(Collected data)
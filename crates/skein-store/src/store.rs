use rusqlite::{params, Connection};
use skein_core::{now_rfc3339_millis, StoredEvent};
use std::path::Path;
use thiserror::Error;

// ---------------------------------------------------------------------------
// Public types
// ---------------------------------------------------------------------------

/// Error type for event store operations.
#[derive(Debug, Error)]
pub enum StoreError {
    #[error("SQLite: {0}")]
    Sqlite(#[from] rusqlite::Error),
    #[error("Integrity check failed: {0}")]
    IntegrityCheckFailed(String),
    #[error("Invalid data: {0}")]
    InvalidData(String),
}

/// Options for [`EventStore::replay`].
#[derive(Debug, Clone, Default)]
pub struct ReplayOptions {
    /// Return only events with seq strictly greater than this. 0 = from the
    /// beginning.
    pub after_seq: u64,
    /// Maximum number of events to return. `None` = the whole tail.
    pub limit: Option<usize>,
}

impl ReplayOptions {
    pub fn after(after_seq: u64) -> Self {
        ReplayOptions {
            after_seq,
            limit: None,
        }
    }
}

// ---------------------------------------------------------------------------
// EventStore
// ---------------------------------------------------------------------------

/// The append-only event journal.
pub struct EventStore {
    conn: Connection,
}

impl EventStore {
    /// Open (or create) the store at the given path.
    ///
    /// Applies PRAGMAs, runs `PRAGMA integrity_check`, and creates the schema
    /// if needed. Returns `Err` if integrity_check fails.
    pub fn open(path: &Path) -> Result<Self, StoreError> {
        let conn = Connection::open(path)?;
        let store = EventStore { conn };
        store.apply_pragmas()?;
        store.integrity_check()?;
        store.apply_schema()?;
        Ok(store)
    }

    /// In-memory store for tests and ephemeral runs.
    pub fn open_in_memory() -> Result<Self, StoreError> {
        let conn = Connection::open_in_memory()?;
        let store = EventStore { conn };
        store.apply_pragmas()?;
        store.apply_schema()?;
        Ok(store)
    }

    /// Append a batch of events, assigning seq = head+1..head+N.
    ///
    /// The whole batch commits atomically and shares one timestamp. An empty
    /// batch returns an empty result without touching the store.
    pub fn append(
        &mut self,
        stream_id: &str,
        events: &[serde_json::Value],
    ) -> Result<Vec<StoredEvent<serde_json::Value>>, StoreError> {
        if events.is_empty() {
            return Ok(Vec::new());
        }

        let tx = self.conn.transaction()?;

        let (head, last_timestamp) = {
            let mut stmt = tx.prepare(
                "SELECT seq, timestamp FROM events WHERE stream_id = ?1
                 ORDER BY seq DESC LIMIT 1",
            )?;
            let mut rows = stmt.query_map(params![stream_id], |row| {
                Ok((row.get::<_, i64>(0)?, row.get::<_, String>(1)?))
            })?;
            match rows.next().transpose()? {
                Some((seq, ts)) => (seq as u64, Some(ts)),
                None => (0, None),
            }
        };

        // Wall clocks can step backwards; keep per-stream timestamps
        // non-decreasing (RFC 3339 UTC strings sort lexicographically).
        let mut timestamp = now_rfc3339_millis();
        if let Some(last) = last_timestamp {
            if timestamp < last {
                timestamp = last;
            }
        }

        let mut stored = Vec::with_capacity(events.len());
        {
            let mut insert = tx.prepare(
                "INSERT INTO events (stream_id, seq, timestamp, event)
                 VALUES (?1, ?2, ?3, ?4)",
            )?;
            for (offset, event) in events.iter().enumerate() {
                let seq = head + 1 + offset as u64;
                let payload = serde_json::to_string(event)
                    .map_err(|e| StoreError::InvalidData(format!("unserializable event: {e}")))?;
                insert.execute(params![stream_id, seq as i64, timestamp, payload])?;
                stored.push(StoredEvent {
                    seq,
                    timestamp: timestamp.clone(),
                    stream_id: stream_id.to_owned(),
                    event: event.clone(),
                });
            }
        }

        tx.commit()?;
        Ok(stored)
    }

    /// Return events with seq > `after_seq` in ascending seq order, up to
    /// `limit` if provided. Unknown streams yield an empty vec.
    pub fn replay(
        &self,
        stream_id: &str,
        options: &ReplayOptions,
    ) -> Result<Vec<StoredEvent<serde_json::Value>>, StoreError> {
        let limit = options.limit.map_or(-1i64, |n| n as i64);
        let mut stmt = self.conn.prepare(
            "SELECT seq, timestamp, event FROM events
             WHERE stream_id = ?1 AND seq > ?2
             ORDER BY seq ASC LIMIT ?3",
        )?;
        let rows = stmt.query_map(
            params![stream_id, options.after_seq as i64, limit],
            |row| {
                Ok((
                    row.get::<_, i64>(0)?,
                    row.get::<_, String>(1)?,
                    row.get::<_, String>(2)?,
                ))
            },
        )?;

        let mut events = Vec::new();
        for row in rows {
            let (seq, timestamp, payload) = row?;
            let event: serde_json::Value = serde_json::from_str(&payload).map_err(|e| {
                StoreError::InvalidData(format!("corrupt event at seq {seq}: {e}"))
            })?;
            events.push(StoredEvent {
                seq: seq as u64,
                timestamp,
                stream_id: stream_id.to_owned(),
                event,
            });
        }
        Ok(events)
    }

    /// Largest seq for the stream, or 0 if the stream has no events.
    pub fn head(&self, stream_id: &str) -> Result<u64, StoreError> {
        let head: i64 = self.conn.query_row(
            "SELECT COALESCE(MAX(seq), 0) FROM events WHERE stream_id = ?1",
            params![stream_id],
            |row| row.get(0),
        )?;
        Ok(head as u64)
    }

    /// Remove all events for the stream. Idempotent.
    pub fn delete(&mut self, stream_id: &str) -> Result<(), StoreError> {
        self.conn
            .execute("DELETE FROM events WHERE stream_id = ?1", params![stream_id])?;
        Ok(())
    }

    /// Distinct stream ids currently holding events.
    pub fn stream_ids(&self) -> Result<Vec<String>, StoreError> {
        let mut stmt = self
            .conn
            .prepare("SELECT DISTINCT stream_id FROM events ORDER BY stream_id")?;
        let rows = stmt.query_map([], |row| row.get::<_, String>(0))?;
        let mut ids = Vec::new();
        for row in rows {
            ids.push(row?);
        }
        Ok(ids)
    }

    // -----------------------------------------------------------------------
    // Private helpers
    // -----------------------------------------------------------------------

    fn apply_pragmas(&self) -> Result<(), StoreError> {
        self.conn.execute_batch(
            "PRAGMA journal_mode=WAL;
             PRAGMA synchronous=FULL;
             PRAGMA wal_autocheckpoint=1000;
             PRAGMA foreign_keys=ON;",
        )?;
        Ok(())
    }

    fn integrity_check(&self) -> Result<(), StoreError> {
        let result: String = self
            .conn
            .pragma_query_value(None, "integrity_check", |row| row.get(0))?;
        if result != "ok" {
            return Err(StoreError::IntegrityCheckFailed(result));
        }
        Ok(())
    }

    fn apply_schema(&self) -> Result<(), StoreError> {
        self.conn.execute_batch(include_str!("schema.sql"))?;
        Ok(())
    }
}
--
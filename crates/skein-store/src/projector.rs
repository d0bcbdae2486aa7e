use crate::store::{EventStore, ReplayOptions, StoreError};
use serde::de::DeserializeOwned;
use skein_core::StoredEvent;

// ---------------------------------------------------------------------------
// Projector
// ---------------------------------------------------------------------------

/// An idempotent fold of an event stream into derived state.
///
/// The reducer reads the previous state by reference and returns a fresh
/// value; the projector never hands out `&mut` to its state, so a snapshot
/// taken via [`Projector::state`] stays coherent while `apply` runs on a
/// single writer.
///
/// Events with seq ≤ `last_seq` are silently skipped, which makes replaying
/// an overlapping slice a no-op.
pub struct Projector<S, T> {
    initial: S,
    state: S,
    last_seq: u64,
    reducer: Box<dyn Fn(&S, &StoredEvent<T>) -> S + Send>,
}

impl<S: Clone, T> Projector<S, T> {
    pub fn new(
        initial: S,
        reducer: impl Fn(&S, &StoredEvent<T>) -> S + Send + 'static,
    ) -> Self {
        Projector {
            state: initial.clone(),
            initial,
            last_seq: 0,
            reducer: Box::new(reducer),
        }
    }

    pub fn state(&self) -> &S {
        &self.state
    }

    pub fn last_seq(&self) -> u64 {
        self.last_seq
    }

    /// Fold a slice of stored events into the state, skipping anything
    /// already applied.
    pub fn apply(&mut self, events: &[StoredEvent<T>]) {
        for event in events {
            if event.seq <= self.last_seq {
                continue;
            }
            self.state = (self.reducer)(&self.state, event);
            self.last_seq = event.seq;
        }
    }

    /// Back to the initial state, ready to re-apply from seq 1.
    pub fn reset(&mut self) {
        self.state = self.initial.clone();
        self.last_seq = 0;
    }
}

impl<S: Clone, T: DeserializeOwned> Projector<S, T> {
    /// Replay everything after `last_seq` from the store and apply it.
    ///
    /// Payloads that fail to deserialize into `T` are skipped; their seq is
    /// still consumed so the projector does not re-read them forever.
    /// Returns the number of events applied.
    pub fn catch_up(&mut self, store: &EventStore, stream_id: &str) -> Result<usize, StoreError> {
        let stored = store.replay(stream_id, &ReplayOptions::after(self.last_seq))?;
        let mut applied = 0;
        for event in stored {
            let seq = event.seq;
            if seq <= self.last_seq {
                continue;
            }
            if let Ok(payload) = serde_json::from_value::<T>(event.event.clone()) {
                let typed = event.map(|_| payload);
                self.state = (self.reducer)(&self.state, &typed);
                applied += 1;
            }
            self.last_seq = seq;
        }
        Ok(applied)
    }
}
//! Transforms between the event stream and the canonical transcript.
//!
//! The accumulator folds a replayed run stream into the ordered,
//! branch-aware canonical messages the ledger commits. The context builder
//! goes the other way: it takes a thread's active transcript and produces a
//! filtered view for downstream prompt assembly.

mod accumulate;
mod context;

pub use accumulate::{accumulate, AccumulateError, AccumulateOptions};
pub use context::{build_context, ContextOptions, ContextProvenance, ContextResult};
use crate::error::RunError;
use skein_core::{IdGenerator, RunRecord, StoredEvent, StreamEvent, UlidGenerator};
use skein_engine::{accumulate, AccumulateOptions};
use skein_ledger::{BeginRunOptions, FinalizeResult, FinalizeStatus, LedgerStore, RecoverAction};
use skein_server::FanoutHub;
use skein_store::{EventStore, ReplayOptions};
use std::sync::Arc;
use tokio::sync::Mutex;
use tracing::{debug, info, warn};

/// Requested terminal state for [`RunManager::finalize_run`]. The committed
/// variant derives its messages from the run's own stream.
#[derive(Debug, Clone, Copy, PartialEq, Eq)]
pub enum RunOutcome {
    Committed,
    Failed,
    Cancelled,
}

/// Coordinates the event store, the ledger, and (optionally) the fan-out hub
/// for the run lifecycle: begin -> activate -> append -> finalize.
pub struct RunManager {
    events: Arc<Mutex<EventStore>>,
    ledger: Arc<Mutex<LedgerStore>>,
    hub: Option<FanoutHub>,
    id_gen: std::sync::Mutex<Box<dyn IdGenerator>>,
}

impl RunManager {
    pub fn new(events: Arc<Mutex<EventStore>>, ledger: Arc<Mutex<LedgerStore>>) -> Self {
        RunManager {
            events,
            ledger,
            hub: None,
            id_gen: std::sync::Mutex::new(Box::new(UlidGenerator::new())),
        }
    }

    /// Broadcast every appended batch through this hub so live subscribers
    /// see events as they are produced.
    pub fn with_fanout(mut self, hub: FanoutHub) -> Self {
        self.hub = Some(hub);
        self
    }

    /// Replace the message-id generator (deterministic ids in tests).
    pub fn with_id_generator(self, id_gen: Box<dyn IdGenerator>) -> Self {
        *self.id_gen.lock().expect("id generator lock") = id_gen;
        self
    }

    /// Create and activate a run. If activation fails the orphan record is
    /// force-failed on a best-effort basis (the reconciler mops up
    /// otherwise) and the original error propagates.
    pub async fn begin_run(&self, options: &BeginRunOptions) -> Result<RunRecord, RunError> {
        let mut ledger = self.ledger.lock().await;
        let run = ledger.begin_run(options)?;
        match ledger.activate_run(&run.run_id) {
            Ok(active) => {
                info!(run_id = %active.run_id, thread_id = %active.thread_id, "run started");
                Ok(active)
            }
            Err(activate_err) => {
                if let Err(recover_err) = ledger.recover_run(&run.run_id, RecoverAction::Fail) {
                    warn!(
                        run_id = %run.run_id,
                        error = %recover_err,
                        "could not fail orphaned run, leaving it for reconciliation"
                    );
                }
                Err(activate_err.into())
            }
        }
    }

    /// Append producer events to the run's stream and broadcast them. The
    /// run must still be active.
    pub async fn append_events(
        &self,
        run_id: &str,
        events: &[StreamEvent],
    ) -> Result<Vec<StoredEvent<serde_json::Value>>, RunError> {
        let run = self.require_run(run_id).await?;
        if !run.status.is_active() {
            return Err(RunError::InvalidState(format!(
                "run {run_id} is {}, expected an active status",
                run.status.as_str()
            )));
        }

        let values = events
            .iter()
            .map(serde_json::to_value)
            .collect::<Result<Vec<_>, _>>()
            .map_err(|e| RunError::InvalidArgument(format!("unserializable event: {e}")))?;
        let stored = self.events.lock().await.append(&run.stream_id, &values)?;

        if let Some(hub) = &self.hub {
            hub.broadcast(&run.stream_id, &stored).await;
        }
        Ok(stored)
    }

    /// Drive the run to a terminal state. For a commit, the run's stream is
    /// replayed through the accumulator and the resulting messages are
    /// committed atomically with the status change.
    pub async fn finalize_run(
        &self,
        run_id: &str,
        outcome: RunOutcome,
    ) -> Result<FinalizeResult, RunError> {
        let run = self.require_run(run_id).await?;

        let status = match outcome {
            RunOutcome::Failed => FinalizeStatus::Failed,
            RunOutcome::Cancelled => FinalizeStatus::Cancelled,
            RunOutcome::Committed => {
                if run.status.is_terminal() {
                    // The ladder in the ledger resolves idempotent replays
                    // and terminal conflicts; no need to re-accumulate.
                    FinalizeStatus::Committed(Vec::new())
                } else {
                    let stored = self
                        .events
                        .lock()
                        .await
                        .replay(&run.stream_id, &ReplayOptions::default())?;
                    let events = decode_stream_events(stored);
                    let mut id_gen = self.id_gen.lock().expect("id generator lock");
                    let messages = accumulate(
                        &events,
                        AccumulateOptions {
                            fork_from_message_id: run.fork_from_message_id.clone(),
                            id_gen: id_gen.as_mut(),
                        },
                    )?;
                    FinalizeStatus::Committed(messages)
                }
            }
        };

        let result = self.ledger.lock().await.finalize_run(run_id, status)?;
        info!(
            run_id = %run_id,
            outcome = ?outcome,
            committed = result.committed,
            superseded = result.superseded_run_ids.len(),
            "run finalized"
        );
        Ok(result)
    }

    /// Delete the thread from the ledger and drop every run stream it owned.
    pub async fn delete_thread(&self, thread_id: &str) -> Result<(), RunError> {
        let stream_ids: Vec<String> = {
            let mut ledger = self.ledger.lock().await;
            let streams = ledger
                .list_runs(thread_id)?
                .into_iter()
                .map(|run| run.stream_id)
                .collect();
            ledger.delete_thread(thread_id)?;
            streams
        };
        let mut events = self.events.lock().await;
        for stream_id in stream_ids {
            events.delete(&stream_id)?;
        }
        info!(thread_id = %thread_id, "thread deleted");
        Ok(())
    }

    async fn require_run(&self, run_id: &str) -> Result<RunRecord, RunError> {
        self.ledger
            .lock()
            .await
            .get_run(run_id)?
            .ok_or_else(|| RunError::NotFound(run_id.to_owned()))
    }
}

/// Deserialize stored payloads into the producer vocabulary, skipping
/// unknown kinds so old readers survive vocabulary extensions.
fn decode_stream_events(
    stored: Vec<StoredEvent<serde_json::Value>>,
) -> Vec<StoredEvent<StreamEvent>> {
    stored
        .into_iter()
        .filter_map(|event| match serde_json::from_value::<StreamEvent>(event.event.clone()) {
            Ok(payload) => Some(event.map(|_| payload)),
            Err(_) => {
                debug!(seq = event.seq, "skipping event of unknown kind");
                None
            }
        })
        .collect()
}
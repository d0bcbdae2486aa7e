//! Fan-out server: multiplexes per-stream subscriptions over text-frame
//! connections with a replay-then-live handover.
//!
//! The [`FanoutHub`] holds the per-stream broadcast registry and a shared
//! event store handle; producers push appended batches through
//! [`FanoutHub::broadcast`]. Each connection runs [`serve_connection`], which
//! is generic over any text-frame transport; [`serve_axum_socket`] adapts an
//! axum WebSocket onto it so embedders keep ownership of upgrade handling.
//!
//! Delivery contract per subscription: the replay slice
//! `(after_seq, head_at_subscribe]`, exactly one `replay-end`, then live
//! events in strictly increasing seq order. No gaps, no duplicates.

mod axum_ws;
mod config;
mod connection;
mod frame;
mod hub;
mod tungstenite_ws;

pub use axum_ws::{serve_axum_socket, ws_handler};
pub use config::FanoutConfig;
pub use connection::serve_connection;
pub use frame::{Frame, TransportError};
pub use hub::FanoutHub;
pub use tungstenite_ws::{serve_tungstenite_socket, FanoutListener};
==
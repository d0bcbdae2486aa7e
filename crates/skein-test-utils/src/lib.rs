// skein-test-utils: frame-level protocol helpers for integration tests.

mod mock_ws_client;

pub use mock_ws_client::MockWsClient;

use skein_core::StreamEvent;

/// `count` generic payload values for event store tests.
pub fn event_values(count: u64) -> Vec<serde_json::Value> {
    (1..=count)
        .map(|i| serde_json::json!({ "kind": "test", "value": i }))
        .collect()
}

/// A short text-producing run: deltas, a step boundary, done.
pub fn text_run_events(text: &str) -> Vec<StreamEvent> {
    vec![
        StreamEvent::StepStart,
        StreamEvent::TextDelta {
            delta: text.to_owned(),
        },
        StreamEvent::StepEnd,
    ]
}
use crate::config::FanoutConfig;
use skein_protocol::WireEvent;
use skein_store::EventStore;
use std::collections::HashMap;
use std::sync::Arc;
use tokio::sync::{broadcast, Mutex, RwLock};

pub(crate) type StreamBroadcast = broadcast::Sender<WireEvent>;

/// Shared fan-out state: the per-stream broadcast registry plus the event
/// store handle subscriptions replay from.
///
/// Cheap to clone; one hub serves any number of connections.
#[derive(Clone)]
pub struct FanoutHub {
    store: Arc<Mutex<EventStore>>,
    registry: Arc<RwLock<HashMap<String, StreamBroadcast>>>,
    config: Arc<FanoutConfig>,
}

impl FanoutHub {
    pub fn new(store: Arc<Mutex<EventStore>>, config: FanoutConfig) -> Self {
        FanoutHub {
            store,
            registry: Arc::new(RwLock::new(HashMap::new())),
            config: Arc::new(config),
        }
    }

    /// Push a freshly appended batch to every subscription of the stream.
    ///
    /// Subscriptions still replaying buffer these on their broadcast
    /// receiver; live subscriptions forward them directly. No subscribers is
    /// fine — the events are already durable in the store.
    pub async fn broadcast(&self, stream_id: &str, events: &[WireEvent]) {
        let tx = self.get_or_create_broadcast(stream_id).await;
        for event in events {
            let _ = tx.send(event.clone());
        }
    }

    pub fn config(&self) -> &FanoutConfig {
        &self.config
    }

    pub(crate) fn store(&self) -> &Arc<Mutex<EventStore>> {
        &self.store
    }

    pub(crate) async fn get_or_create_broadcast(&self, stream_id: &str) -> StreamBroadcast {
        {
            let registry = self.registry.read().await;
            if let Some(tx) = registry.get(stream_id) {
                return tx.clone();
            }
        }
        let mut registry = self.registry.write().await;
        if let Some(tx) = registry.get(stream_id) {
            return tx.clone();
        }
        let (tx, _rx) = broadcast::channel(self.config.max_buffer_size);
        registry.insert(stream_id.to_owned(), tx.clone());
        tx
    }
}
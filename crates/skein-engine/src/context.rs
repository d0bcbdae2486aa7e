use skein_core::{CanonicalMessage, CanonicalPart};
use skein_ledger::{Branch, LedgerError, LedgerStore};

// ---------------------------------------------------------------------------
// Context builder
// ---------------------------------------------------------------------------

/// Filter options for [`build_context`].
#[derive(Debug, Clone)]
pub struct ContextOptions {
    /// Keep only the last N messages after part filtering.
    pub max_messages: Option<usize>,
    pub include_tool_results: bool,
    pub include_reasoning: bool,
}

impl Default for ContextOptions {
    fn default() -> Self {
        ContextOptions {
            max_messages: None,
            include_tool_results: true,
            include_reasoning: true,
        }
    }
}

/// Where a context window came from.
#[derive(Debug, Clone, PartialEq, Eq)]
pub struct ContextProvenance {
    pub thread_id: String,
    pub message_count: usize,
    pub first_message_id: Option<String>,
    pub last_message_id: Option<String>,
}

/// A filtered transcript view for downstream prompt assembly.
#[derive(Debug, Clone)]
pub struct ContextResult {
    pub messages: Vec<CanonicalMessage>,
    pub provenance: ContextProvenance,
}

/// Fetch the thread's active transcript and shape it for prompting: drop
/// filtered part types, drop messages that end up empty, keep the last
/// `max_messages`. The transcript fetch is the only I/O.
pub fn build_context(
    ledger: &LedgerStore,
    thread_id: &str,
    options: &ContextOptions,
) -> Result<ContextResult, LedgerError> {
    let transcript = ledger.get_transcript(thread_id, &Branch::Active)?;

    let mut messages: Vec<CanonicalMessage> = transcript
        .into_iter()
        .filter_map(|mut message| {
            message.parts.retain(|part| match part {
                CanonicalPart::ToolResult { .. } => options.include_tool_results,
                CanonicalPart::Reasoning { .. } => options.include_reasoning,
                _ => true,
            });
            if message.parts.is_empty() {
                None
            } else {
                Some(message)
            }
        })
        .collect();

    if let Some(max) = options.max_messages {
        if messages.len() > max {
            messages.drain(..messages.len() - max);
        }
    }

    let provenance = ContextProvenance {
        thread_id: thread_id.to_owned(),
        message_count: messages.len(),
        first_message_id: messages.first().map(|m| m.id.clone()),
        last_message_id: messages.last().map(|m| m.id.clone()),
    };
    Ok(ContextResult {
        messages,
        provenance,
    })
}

= Prompt =
Only the lines above from the line containing "fn default() ->" through the line containing "the only I/O." should be retyped, exactly and with both ends included.

= Task output =
    fn default() -> Self {
        ContextOptions {
            max_messages: None,
            include_tool_results: true,
            include_reasoning: true,
        }
    }
}

/// Where a context window came from.
#[derive(Debug, Clone, PartialEq, Eq)]
pub struct ContextProvenance {
    pub thread_id: String,
    pub message_count: usize,
    pub first_message_id: Option<String>,
    pub last_message_id: Option<String>,
}

/// A filtered transcript view for downstream prompt assembly.
#[derive(Debug, Clone)]
pub struct ContextResult {
    pub messages: Vec<CanonicalMessage>,
    pub provenance: ContextProvenance,
}

/// Fetch the thread's active transcript and shape it for prompting: drop
/// filtered part types, drop messages that end up empty, keep the last
/// `max_messages`. The transcript fetch is the only I/O.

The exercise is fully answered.